Comparison of enrichment signal to a null distribution produced by probe resampling
We created an additional empirical null distribution to evaluate enrichment of GWAS associations in trans-probe regions by performing 1000 × n probe re-samplings from the BSGS database, where n was the number of trans-probes found in the initial analysis. For some GWAS summary statistics, the genetic markers provided were quite sparse, and there were instances where there were no statistics available for SNPs within a randomly sampled trans-probe region. Hence, we ensured that the aggregated trans-probe region always contained one or more GWS SNPs, and if it did not, we generated another sample of aggregated trans-probe regions that did. We considered results to be statistically significant if ≤ 4/1000 re-samplings exceeded the observed result (i.e., a rank of ≥ 996/1000 corresponding to significance level < 0.05 after Bonferroni correction for 11 phenotypes; Table 2, Supplementary Figures 5-6).
Results
For nine of the 11 phenotypes, a proportion of GWS SNPs were also trans-eQTL identified from whole blood gene expression in BSGS samples (Table 2). Across all phenotypes, we identified a total of 50 trans-eQTL SNP-probe associations involving 37 unique SNPs. A trans-eQTL can act as a master regulator by controlling multiple transcripts, and this was true for eight of the 37 trans-eQTL (22%). However, when compared to the results from 1000 re-samplings of SNPs matched by MAF, none of the phenotypes had more trans-eQTL associations or trans-eQTL than expected by chance (rank threshold of ≥ 996/1000) in the BSGS data set (Table 2). Thus, although we observe some overlap between GWS SNPs and trans-eQTL, the overlap for these 11 phenotypes is consistent with that expected by randomly resampling SNPs. The phenotype that most closely approached significance was CAD (trans-eQTL associations rank 908/1000; trans-eQTL rank 977/1000) (Table 2).

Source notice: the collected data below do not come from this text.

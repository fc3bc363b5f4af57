use assert_float_eq::*;

use nutri_suggest_rs::analysis::MealLayout;
use nutri_suggest_rs::models::{FoodRecord, HealthCondition};
use nutri_suggest_rs::recommender::{RecommendRequest, Recommender, Strategy};
use nutri_suggest_rs::scoring::health_score;

fn make_food(name: &str, calories: f64, protein: f64, fat: f64, carbs: f64) -> FoodRecord {
    FoodRecord {
        name: name.to_string(),
        category: None,
        calories,
        protein,
        fat,
        carbohydrates: carbs,
        fiber: Some(1.0),
        sugar: Some(1.0),
        sodium: None,
        potassium: None,
        calcium: None,
        iron: None,
        vitamin_c: None,
    }
}

fn lean_food(name: &str) -> FoodRecord {
    let mut food = make_food(name, 80.0, 16.0, 2.0, 10.0);
    food.fiber = Some(4.0);
    food.sugar = Some(1.0);
    food
}

fn junk_food(name: &str) -> FoodRecord {
    let mut food = make_food(name, 500.0, 0.5, 30.0, 60.0);
    food.fiber = Some(0.0);
    food.sugar = Some(20.0);
    food
}

#[test]
fn test_diabetic_scenario_scores_at_least_four() {
    let mut food = make_food("Sayur Berserat", 100.0, 15.0, 2.0, 15.0);
    food.fiber = Some(5.0);
    food.sugar = Some(3.0);

    let score = health_score(&food, &[HealthCondition::Diabetes]);
    assert!(score >= 4, "expected >= 4, got {}", score);
}

#[test]
fn test_greasy_scenario_scores_low_for_hypertension() {
    let mut food = make_food("Gorengan Asin", 450.0, 0.0, 25.0, 0.0);
    food.fiber = Some(0.0);
    food.sugar = Some(0.0);
    food.sodium = Some(350.0);

    let score = health_score(&food, &[HealthCondition::Hypertension]);
    assert!(score <= 2, "expected <= 2, got {}", score);
}

#[test]
fn test_score_clamped_for_any_input() {
    let foods = [
        make_food("Nol", 0.0, 0.0, 0.0, 0.0),
        junk_food("Parah"),
        lean_food("Super"),
        make_food("Biasa", 250.0, 8.0, 12.0, 30.0),
    ];
    let condition_sets: [&[HealthCondition]; 3] = [
        &[],
        &[HealthCondition::Diabetes],
        &[
            HealthCondition::Diabetes,
            HealthCondition::Hypertension,
            HealthCondition::Obesity,
            HealthCondition::HeartHealth,
        ],
    ];

    for food in &foods {
        for conditions in condition_sets {
            let score = health_score(food, conditions);
            assert!((1..=5).contains(&score), "score {} out of range", score);
        }
    }
}

#[test]
fn test_empty_dataset_yields_zeroed_report() {
    let recommender = Recommender::default();
    let request = RecommendRequest {
        conditions: vec![HealthCondition::Obesity],
        ..Default::default()
    };

    let report = recommender.recommend(&[], &request);

    assert!(report.recommended_foods.is_empty());
    assert!(report.meal_plans.is_empty());
    assert_eq!(report.nutrition_analysis.total_calories, 0.0);
    assert_eq!(report.nutrition_analysis.protein_percentage, 0.0);
    assert_eq!(report.nutrition_analysis.carb_percentage, 0.0);
    assert_eq!(report.nutrition_analysis.fat_percentage, 0.0);
}

#[test]
fn test_aggregate_percentages_use_atwater_factors() {
    // Two foods totalling 620 kcal, 40 g protein, 20 g fat, 60 g carbs.
    let foods = vec![
        make_food("Separuh Satu", 310.0, 20.0, 10.0, 30.0),
        make_food("Separuh Dua", 310.0, 20.0, 10.0, 30.0),
    ];

    let report = Recommender::default().recommend(&foods, &RecommendRequest::default());
    let analysis = &report.nutrition_analysis;

    assert_float_absolute_eq!(analysis.total_calories, 620.0, 0.01);
    assert_float_absolute_eq!(analysis.protein_percentage, 25.8, 0.1);
    assert_float_absolute_eq!(analysis.fat_percentage, 29.0, 0.1);
    assert_float_absolute_eq!(analysis.carb_percentage, 38.7, 0.1);
}

#[test]
fn test_ranking_is_descending_and_stable() {
    // Input order: junk, then three identically scored lean foods.
    let foods = vec![
        junk_food("Gorengan"),
        lean_food("Pepes Satu"),
        lean_food("Pepes Dua"),
        lean_food("Pepes Tiga"),
    ];

    let report = Recommender::default().recommend(&foods, &RecommendRequest::default());
    let names: Vec<&str> = report
        .recommended_foods
        .iter()
        .map(|f| f.food.name.as_str())
        .collect();

    for pair in report.recommended_foods.windows(2) {
        assert!(pair[0].health_score >= pair[1].health_score);
    }

    // The tied lean foods keep their input order; the junk food sinks.
    assert_eq!(names, vec!["Pepes Satu", "Pepes Dua", "Pepes Tiga", "Gorengan"]);
}

#[test]
fn test_report_is_idempotent() {
    let foods = vec![
        lean_food("Pepes"),
        junk_food("Gorengan"),
        make_food("Biasa", 250.0, 8.0, 12.0, 30.0),
    ];
    let request = RecommendRequest {
        conditions: vec![HealthCondition::Diabetes],
        ..Default::default()
    };

    let recommender = Recommender::default();
    let first = serde_json::to_string(&recommender.recommend(&foods, &request)).unwrap();
    let second = serde_json::to_string(&recommender.recommend(&foods, &request)).unwrap();

    assert_eq!(first, second);
}

#[test]
fn test_meal_plans_cover_ranked_slices() {
    let foods: Vec<FoodRecord> = (0..8)
        .map(|i| lean_food(&format!("Lauk {}", i)))
        .collect();

    let request = RecommendRequest {
        layout: MealLayout::Extended,
        ..Default::default()
    };
    let report = Recommender::default().recommend(&foods, &request);

    assert_eq!(report.meal_plans.len(), 3);
    assert_eq!(report.meal_plans[0].foods.len(), 2);
    assert_eq!(report.meal_plans[1].foods.len(), 3);
    assert_eq!(report.meal_plans[2].foods.len(), 3);

    // Slice totals match the underlying foods.
    let breakfast = &report.meal_plans[0];
    assert_float_absolute_eq!(breakfast.total_calories, 160.0, 0.01);
    assert_float_absolute_eq!(breakfast.nutrition.protein, 32.0, 0.01);
}

#[test]
fn test_no_meal_plans_below_three_foods() {
    let foods = vec![lean_food("Satu"), lean_food("Dua")];
    let report = Recommender::default().recommend(&foods, &RecommendRequest::default());

    assert_eq!(report.recommended_foods.len(), 2);
    assert!(report.meal_plans.is_empty());
}

#[test]
fn test_advice_is_a_fixed_lookup() {
    let request = RecommendRequest {
        conditions: vec![HealthCondition::Diabetes, HealthCondition::HeartHealth],
        ..Default::default()
    };

    let report = Recommender::default().recommend(&[lean_food("Pepes")], &request);

    assert_eq!(report.health_advice.len(), 6);
    assert!(report.health_advice[0].contains("rendah gula"));
    assert!(report.health_advice[3].contains("lemak jenuh"));
}

#[test]
fn test_strict_and_weighted_disagree_by_design() {
    // Over the obesity calorie bound: vetoed under strict, ranked (low)
    // under weighted.
    let foods = vec![make_food("Nasi Uduk", 350.0, 6.0, 8.0, 45.0)];
    let conditions = vec![HealthCondition::Obesity];

    let strict = RecommendRequest {
        conditions: conditions.clone(),
        strategy: Strategy::Strict,
        ..Default::default()
    };
    let weighted = RecommendRequest {
        conditions,
        strategy: Strategy::Weighted,
        ..Default::default()
    };

    let recommender = Recommender::default();
    assert!(recommender.recommend(&foods, &strict).recommended_foods.is_empty());
    assert_eq!(recommender.recommend(&foods, &weighted).recommended_foods.len(), 1);
}

#[test]
fn test_top_n_cutoff() {
    let foods: Vec<FoodRecord> = (0..15)
        .map(|i| lean_food(&format!("Lauk {}", i)))
        .collect();

    let default_report = Recommender::default().recommend(&foods, &RecommendRequest::default());
    assert_eq!(default_report.recommended_foods.len(), 10);

    let top_five = RecommendRequest {
        top_n: 5,
        ..Default::default()
    };
    let report = Recommender::default().recommend(&foods, &top_five);
    assert_eq!(report.recommended_foods.len(), 5);
}
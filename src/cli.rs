use clap::{Parser, Subcommand, ValueEnum};

use crate::analysis::MealLayout;
use crate::recommender::Strategy;

/// NutriSuggest: food recommendations for declared health conditions.
#[derive(Parser, Debug)]
#[command(name = "nutri_suggest")]
#[command(author, version, about, long_about = None)]
pub struct Cli {
    #[command(subcommand)]
    pub command: Option<Command>,

    /// Path to the nutrition dataset (CSV or JSON).
    #[arg(short, long, default_value = "nutrition_dataset.csv")]
    pub file: String,
}

#[derive(Subcommand, Debug)]
pub enum Command {
    /// Recommend foods for a set of health conditions.
    Recommend {
        /// Health condition identifiers (comma separated); prompts
        /// interactively when omitted.
        #[arg(short, long, value_delimiter = ',')]
        conditions: Vec<String>,

        /// Available ingredient name substrings (comma separated).
        #[arg(short, long, value_delimiter = ',')]
        ingredients: Vec<String>,

        /// How many foods to recommend.
        #[arg(short, long, default_value_t = 10)]
        top: usize,

        /// Scoring strategy.
        #[arg(long, value_enum, default_value_t = StrategyArg::Weighted)]
        strategy: StrategyArg,

        /// Meal plan layout.
        #[arg(long, value_enum, default_value_t = LayoutArg::Extended)]
        layout: LayoutArg,

        /// Shuffle seed for the order of equally scored foods.
        #[arg(long)]
        seed: Option<u64>,

        /// Offer generally healthy foods when nothing matches.
        #[arg(long)]
        fallback: bool,

        /// Print the report as JSON instead of formatted text.
        #[arg(long)]
        json: bool,
    },

    /// Show the rule-engine buckets for the whole dataset.
    Classify {
        /// Health condition identifiers (comma separated).
        #[arg(short, long, value_delimiter = ',')]
        conditions: Vec<String>,

        /// Print the buckets as JSON.
        #[arg(long)]
        json: bool,
    },

    /// Macro balance analysis for explicit gram amounts.
    Analyze {
        #[arg(long, default_value_t = 0.0)]
        protein: f64,

        #[arg(long, default_value_t = 0.0)]
        fat: f64,

        #[arg(long, default_value_t = 0.0)]
        carbohydrates: f64,

        /// Print the analysis as JSON.
        #[arg(long)]
        json: bool,
    },

    /// List the known health condition identifiers.
    Conditions,

    /// List dataset foods with their derived categories.
    Foods,
}

impl Default for Command {
    fn default() -> Self {
        Command::Recommend {
            conditions: Vec::new(),
            ingredients: Vec::new(),
            top: 10,
            strategy: StrategyArg::Weighted,
            layout: LayoutArg::Extended,
            seed: None,
            fallback: false,
            json: false,
        }
    }
}

#[derive(Debug, Clone, Copy, ValueEnum)]
pub enum StrategyArg {
    /// Rule engine with avoid-veto.
    Strict,
    /// Heuristic point scoring.
    Weighted,
}

impl From<StrategyArg> for Strategy {
    fn from(arg: StrategyArg) -> Self {
        match arg {
            StrategyArg::Strict => Strategy::Strict,
            StrategyArg::Weighted => Strategy::Weighted,
        }
    }
}

#[derive(Debug, Clone, Copy, ValueEnum)]
pub enum LayoutArg {
    /// Two-food meals.
    Compact,
    /// Three-food lunch and dinner.
    Extended,
}

impl From<LayoutArg> for MealLayout {
    fn from(arg: LayoutArg) -> Self {
        match arg {
            LayoutArg::Compact => MealLayout::Compact,
            LayoutArg::Extended => MealLayout::Extended,
        }
    }
}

Overall, ranks for the number of sentinel trans-eQTL tended to be higher than ranks for the number of trans-eQTL SNP-probe associations for all of the phenotypes except SCZ (Supplementary Figure 1). A two-sided Pearson’s Χ2-test comparing the trans-eQTL ranks to the trans-eQTL association ranks yielded p = 2.3 × 10−7, suggesting that this is not due to chance. This implied that trait-associated trans-eQTL accounted for fewer trans-eQTL associations than random trans-eQTL SNPs. The percentage of European GWAS SNPs with trans effects correlated with the rank of the number of trans-eQTL (Pearson’s correlation coefficient p = 0.032). That is, phenotypes with a greater percentage of trans-eQTL had higher trans-eQTL ranks. This is reassuring as it suggests that the null distributions scaled well between phenotypes with regard to trans-eQTL SNP percentage.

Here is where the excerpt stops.